J.W. North is one of the most original and idiosyncratic of the late Victorian watercolourists. The son of a tailor who later emigrated to Canada, he belonged to a group of artists who came to prominence in the 1860s as leading contributors to the revival of good illustration which took place at this time. Like Fred Walker, G.J. Pinwell and Charles Green (see lots 30, 41), he was apprenticed to the wood-engraver T.H. Whymper before finding ready employment with the Dalziel brothers who played such a crucial role in the revival as engravers and entrepreneurs. However, while Walker and Pinwell died tragically young in 1875. North lived on until the 1920s, moving away from his tightly structured early work to develop a highly personal style characterised by an intensely poetic response to the countryside, a feathery delicacy of form which creates an illusion of detail rather than detail itself, and a penchant for quirky and wayward compositions. He was elected an associate of the Old Watercolour Society in 1871 and a full member in 1883. Ten years later he became an assocaite of the Royal Academy.

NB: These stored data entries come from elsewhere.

//! Thin value-level bindings over [`llama_sys`].
//!
//! Every function here does exactly one native call (plus, where the native
//! contract requires it, a null/status check translated into [`Error`]). No
//! buffering, batching, or bookkeeping lives at this layer — that is the
//! worker and context state's job.

use std::ffi::{CStr, CString, c_void};
use std::sync::Arc;

use crate::error::{Error, Result};
use crate::model_params::ModelParams;
use crate::token::{Pos, SeqId, TokenId, normalize_piece};

/// One vocabulary candidate during sampling: its id, raw logit, and
/// (once normalized by a sampler) probability.
#[derive(Debug, Clone, Copy)]
pub struct Candidate {
    pub id: TokenId,
    pub logit: f32,
    pub p: f32,
}

/// A native log message's severity, as reported to `log_set`'s callback.
#[derive(Debug, Clone, Copy, PartialEq, Eq)]
pub enum LogLevel {
    Error,
    Warn,
    Info,
    Debug,
    Trace,
}

impl TryFrom<i32> for LogLevel {
    type Error = Error;

    fn try_from(level: i32) -> Result<Self> {
        match level {
            0 => Ok(LogLevel::Error),
            1 => Ok(LogLevel::Warn),
            2 => Ok(LogLevel::Info),
            3 => Ok(LogLevel::Debug),
            4 => Ok(LogLevel::Trace),
            other => Err(Error::UnknownLogLevel(other)),
        }
    }
}

/// Owns the dynamically loaded library handle.
pub struct NativeLib {
    pub(crate) lib: llama_sys::LlamaLib,
}

impl NativeLib {
    pub fn load(path: impl AsRef<std::path::Path>) -> Result<Arc<Self>> {
        let path = path.as_ref();
        let lib = unsafe { llama_sys::LlamaLib::new(path) }.map_err(|source| Error::LibraryOpen {
            path: path.to_path_buf(),
            source,
        })?;
        Ok(Arc::new(Self { lib }))
    }

    pub fn backend_init(&self, numa: bool) {
        unsafe { (self.lib.backend_init)(numa) }
    }

    pub fn backend_free(&self) {
        unsafe { (self.lib.backend_free)() }
    }

    /// Registers a native log callback. Pass `None` to silence the native
    /// library's own logging.
    pub fn set_log_callback(&self, callback: Option<llama_sys::LogCallback>) {
        unsafe { (self.lib.log_set)(callback, std::ptr::null_mut()) }
    }
}

/// A loaded set of model weights. Freed when the last reference (held by the
/// worker's model registry and any contexts built on it) is dropped.
pub struct NativeModel {
    pub(crate) handle: llama_sys::ModelHandle,
    pub(crate) lib: Arc<NativeLib>,
}

unsafe impl Send for NativeModel {}
unsafe impl Sync for NativeModel {}

impl Drop for NativeModel {
    fn drop(&mut self) {
        unsafe { (self.lib.lib.free_model)(self.handle) }
    }
}

impl NativeModel {
    /// Loads model weights from `path`. `progress` and `progress_user_data`
    /// are forwarded verbatim to the native loader; the worker uses
    /// `progress_user_data` to smuggle a request id through the callback
    /// (see [`crate::worker`]).
    pub fn load_from_file(
        lib: &Arc<NativeLib>,
        path: &str,
        params: &ModelParams,
        progress: Option<llama_sys::ProgressCallback>,
        progress_user_data: *mut c_void,
    ) -> Result<Self> {
        let c_path = CString::new(path)?;
        let native_params = params.to_native(progress, progress_user_data);
        let handle = unsafe { (lib.lib.load_model_from_file)(c_path.as_ptr(), native_params) };
        if handle.is_null() {
            return Err(Error::NativeLoadFailure);
        }
        Ok(Self {
            handle,
            lib: Arc::clone(lib),
        })
    }

    /// Tokenizes `text`. On the very first call for a fresh context the
    /// caller passes `add_bos = true` to prepend the beginning-of-sequence
    /// marker; later calls pass `false`.
    pub fn tokenize(&self, text: &str, add_bos: bool) -> Result<Vec<TokenId>> {
        let bytes = text.as_bytes();
        let n = unsafe {
            (self.lib.lib.tokenize)(
                self.handle,
                bytes.as_ptr() as *const std::os::raw::c_char,
                bytes.len() as i32,
                std::ptr::null_mut(),
                0,
                add_bos,
            )
        };
        let required = if n < 0 { (-n) as usize } else { n as usize };
        if required == 0 {
            return Ok(Vec::new());
        }
        let mut tokens: Vec<TokenId> = vec![0; required];
        let n2 = unsafe {
            (self.lib.lib.tokenize)(
                self.handle,
                bytes.as_ptr() as *const std::os::raw::c_char,
                bytes.len() as i32,
                tokens.as_mut_ptr(),
                required as i32,
                add_bos,
            )
        };
        if n2 < 0 {
            return Err(Error::NativeCallFailure(n2));
        }
        tokens.truncate(n2 as usize);
        Ok(tokens)
    }

    pub fn n_vocab(&self) -> i32 {
        unsafe { (self.lib.lib.n_vocab)(self.handle) }
    }
}

/// A live inference context bound to exactly one model.
pub struct NativeContext {
    pub(crate) handle: llama_sys::ContextHandle,
    pub(crate) model: Arc<NativeModel>,
}

unsafe impl Send for NativeContext {}
unsafe impl Sync for NativeContext {}

impl Drop for NativeContext {
    fn drop(&mut self) {
        unsafe { (self.model.lib.lib.free)(self.handle) }
    }
}

impl NativeContext {
    pub fn new(model: &Arc<NativeModel>, params: &crate::context_params::ContextParams) -> Result<Self> {
        let native_params = params.to_native();
        let handle =
            unsafe { (model.lib.lib.new_context_with_model)(model.handle, native_params) };
        if handle.is_null() {
            return Err(Error::NativeAllocFailure);
        }
        Ok(Self {
            handle,
            model: Arc::clone(model),
        })
    }

    /// Resolves a token id to its native text rendering, with the library's
    /// space-substitution glyph rewritten to ASCII space.
    pub fn token_text(&self, id: TokenId) -> Result<String> {
        let ptr = unsafe { (self.model.lib.lib.token_get_text)(self.handle, id) };
        if ptr.is_null() {
            return Err(Error::NativeCallFailure(0));
        }
        let cstr = unsafe { CStr::from_ptr(ptr) };
        let raw = cstr.to_str()?;
        Ok(normalize_piece(raw))
    }

    pub fn token_eos(&self) -> TokenId {
        unsafe { (self.model.lib.lib.token_eos)(self.handle) }
    }

    /// Runs one decode call over `batch`, which must have been populated via
    /// [`crate::batch::BatchSlab`]. Returns the native status on failure.
    pub fn decode(&mut self, batch: llama_sys::Batch) -> Result<()> {
        let status = unsafe { (self.model.lib.lib.decode)(self.handle, batch) };
        if status != 0 {
            Err(Error::NativeCallFailure(status))
        } else {
            Ok(())
        }
    }

    /// Reads the logits row for output slot `i` of the last decoded batch.
    pub fn logits_ith(&self, i: i32) -> &[f32] {
        let n_vocab = self.model.n_vocab() as usize;
        let ptr = unsafe { (self.model.lib.lib.get_logits_ith)(self.handle, i) };
        assert!(!ptr.is_null(), "get_logits_ith returned null");
        unsafe { std::slice::from_raw_parts(ptr, n_vocab) }
    }

    /// Removes `[p0, p1)` from sequence `seq_id` in the native KV cache.
    pub fn kv_cache_seq_rm(&mut self, seq_id: SeqId, p0: Pos, p1: Pos) -> bool {
        unsafe { (self.model.lib.lib.kv_cache_seq_rm)(self.handle, seq_id, p0, p1) }
    }

    /// Greedy (arg-max) terminal sampler.
    pub fn sample_token_greedy(&mut self, candidates: &mut [Candidate]) -> TokenId {
        let mut raw: Vec<llama_sys::TokenData> = candidates
            .iter()
            .map(|c| llama_sys::TokenData {
                id: c.id,
                logit: c.logit,
                p: c.p,
            })
            .collect();
        let mut array = llama_sys::TokenDataArray {
            data: raw.as_mut_ptr(),
            size: raw.len(),
            sorted: false,
        };
        unsafe { (self.model.lib.lib.sample_token_greedy)(self.handle, &mut array) }
    }

    /// Probabilistic terminal sampler: weighted draw using the context's own
    /// PRNG, which was seeded from context params at creation time.
    pub fn sample_token(&mut self, candidates: &mut [Candidate]) -> TokenId {
        let mut raw: Vec<llama_sys::TokenData> = candidates
            .iter()
            .map(|c| llama_sys::TokenData {
                id: c.id,
                logit: c.logit,
                p: c.p,
            })
            .collect();
        let mut array = llama_sys::TokenDataArray {
            data: raw.as_mut_ptr(),
            size: raw.len(),
            sorted: false,
        };
        unsafe { (self.model.lib.lib.sample_token)(self.handle, &mut array) }
    }
}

In 1869 North discovered Halsway Manor, a romantic old house of honey-coloured stone standing on the edge of the Quantock Hills in Somerset, and for the next few years he, Walker and Pinwell stayed there periodically, finding inspiration for some of their finest work. In 1868 this arrangement came to an end when Halsway Manor was sold, but North continued to rent a house in the area. Finally he settled there permanently, steeping himself in local ways and recording the landscape pictorially with as much love and feeling as his friend Richard Jeffries did in prose. North had been born in Brixton and spent all his early life in London, and in a sense he was always a tourist, looking at the countryside with an outsider's yearning. In his hands it becomes a lost arcadia, hopelessly threatened by agricultural depression and the forces of so-called progress, for which he often finds a metaphor by showing his subject in the grip of autumnal decay. The term coined for him and his circle in the 1890s. 'idyllists', is apt if hardly euphonious.
Lot 12 says much about North's mature style, both in terms of subject matter, a Somerset apple orchard, and style. North is one of those artists who demands to be accepted on his own terms. Conventional standards do not apply; 'wavelength' is everything.
Another version of the watercolour, similar in size but dated 1904, was sold by Sotheby's in London on 16 June 1982, lot 281.